The scattering of harmonic elastic anti-plane shear waves by a Griffith crack in a piezoelectric material plane by using the non-local theory
Introduction
It is well known that piezoelectric materials produce an electric field when deformed, and undergo deformation when subjected to an electric field. The coupling nature of piezoelectric materials has attracted wide applications in electric–mechanical and electric devices, such as electric–mechanical actuators, sensors and structures. When subjected to mechanical and electrical loads in service, these piezoelectric materials can fail prematurely due to their brittleness and presence of defects or flaws produced during their manufacturing process. Therefore, it is important to study the electro-elastic interaction and fracture behavior of piezoelectric materials.
Many studies have been made on the electro-elastic fracture mechanics based on the modeling and analyzing of one crack in the piezoelectric materials (see, for example, [3], [12], [18], [19], [22], [23], [25], [29], [30], [32], [33]). The problem of the interacting fields among multiple cracks in a piezoelectric material has been studied by Han [14]. In Han's paper, the crack is treated as continuously distributed dislocations with the density function to be determined according to the conditions of external loads and crack surface. Most recently, Chen and Karihaloo [2] considered an infinite piezoelectric ceramic with impermeable crack-face boundary condition under arbitrary electro-mechanical impact. Sosa and Khutoryansky [26] investigated the response of piezoelectric bodies disturbed by internal electric sources. The impermeable boundary condition on the crack surface was widely used in the works [2], [22], [23], [28], [29]. However, these solutions contain stress and electric displacement singularity.
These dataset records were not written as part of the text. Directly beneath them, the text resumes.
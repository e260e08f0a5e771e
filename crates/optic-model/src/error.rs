//! Model errors.

use thiserror::Error;

use crate::ids::TypeId;

/// Errors from the descriptor model.
#[derive(Debug, Clone, Error, PartialEq)]
pub enum ModelError {
    /// The provider does not know the requested type id.
    #[error("Unknown type: {0}")]
    UnknownType(TypeId),
}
This is not reasonable according to the physical nature. For overcoming the stress singularity in the classical elastic theory, Eringen [6], [8], [9] used the non-local theory to discuss the state of stress near the tip of a sharp line crack in an elastic plane subject to uniform tension, shear and anti-plane shear. Zhou [34], [35], [36], [37] used the non-local theory to study the state of the dynamic stress near the tip of a line crack or two line cracks in an elastic plane. These solutions did not contain any stress singularity, thus resolving a fundamental problem that persisted over many years. This enables us to employ the maximum stress hypothesis to deal with fracture problems in a natural way.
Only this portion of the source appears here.